━━ Working data ━━
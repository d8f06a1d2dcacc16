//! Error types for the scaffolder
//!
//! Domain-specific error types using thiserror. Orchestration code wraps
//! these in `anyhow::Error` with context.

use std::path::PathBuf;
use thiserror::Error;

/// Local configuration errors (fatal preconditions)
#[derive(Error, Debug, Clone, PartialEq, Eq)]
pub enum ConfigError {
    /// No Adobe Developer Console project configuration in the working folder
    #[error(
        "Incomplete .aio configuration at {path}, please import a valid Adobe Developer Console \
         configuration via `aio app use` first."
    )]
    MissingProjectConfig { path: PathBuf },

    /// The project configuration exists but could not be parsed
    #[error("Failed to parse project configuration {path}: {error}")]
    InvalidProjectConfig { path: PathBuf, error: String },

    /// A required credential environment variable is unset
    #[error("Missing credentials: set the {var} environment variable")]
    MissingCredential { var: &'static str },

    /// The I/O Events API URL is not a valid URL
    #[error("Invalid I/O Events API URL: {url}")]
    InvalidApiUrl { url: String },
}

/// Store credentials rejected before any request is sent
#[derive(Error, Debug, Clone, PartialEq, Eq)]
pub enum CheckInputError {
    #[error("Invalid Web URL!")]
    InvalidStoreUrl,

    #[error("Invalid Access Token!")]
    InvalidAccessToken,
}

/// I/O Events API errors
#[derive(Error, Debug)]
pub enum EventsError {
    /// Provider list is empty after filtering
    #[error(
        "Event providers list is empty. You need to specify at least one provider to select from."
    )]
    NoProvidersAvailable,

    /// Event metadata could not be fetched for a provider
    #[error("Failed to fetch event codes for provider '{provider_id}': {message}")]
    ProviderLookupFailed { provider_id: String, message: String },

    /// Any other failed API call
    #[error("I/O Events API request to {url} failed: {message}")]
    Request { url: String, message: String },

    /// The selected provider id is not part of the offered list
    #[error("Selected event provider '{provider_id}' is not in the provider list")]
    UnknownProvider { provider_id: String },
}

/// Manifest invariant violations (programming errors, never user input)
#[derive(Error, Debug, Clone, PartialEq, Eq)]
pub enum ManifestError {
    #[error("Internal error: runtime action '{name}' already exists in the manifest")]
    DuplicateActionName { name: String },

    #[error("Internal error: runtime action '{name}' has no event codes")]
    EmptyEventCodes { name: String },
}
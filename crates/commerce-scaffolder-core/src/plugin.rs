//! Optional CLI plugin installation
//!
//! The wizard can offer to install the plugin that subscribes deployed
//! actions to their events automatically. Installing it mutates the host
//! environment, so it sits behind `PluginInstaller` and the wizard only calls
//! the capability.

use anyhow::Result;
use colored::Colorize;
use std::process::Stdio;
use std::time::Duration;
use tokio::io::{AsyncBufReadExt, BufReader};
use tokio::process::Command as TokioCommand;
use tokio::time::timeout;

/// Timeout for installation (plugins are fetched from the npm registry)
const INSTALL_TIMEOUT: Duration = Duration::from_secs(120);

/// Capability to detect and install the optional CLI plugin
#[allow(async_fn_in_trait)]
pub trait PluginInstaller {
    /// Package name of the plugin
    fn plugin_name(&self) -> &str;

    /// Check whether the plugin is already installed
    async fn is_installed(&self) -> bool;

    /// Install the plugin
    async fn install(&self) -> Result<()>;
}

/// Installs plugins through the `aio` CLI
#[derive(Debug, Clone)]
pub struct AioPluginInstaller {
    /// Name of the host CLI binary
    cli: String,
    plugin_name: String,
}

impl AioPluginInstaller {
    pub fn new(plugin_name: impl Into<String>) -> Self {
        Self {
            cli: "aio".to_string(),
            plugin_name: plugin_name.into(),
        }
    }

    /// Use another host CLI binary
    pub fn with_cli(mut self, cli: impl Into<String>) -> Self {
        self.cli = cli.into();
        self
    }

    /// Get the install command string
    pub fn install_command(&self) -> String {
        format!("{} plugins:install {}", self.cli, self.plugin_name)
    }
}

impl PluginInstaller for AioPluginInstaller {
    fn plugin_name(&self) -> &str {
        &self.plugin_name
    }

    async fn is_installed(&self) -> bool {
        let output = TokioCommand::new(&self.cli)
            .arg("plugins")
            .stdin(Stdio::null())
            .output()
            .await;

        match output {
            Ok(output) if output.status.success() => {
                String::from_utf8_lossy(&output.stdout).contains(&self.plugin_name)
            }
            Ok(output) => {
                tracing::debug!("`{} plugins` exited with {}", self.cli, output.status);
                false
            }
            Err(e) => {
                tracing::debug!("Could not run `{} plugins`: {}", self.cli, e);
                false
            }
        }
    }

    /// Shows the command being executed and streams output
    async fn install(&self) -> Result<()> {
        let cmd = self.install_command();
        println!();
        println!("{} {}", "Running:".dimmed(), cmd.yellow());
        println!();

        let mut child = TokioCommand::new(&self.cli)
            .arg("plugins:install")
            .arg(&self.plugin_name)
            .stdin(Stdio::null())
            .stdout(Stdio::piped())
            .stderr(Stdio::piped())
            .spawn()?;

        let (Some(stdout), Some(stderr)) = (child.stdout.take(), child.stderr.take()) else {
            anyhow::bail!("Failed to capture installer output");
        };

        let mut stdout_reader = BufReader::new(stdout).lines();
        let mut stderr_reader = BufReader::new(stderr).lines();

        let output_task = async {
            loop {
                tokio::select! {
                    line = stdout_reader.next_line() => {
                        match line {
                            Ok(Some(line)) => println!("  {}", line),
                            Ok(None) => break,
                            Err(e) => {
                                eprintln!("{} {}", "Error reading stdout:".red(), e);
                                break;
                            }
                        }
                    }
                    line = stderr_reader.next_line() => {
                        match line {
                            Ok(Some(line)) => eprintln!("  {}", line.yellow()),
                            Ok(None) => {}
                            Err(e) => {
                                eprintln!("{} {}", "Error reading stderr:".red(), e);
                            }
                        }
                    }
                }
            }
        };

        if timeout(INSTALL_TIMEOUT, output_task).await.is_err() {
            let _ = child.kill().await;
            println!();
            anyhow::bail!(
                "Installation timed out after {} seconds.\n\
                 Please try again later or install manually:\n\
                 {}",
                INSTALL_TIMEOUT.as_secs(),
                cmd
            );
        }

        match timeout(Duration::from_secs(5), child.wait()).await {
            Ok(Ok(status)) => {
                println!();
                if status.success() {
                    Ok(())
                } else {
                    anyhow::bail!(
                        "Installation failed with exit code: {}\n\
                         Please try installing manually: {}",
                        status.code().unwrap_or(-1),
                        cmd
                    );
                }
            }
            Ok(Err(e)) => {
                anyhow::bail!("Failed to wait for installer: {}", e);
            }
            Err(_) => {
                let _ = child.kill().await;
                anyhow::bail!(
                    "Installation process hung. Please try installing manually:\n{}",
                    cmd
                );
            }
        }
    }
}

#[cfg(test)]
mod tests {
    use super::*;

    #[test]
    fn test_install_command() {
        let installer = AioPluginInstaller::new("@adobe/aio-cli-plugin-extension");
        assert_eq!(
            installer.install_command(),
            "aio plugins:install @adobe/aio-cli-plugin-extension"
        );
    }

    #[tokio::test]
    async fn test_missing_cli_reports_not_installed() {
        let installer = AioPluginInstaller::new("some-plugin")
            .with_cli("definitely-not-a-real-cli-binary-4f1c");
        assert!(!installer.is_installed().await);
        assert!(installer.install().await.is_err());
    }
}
━━━
_What you are asked to do:_ Only the lines above from the one with "of the plugin" through the one with "another host CLI binary" should be duplicated, character for character.

_Answer to this problem:_
    /// Package name of the plugin
    fn plugin_name(&self) -> &str;

    /// Check whether the plugin is already installed
    async fn is_installed(&self) -> bool;

    /// Install the plugin
    async fn install(&self) -> Result<()>;
}

/// Installs plugins through the `aio` CLI
#[derive(Debug, Clone)]
pub struct AioPluginInstaller {
    /// Name of the host CLI binary
    cli: String,
    plugin_name: String,
}

impl AioPluginInstaller {
    pub fn new(plugin_name: impl Into<String>) -> Self {
        Self {
            cli: "aio".to_string(),
            plugin_name: plugin_name.into(),
        }
    }

    /// Use another host CLI binary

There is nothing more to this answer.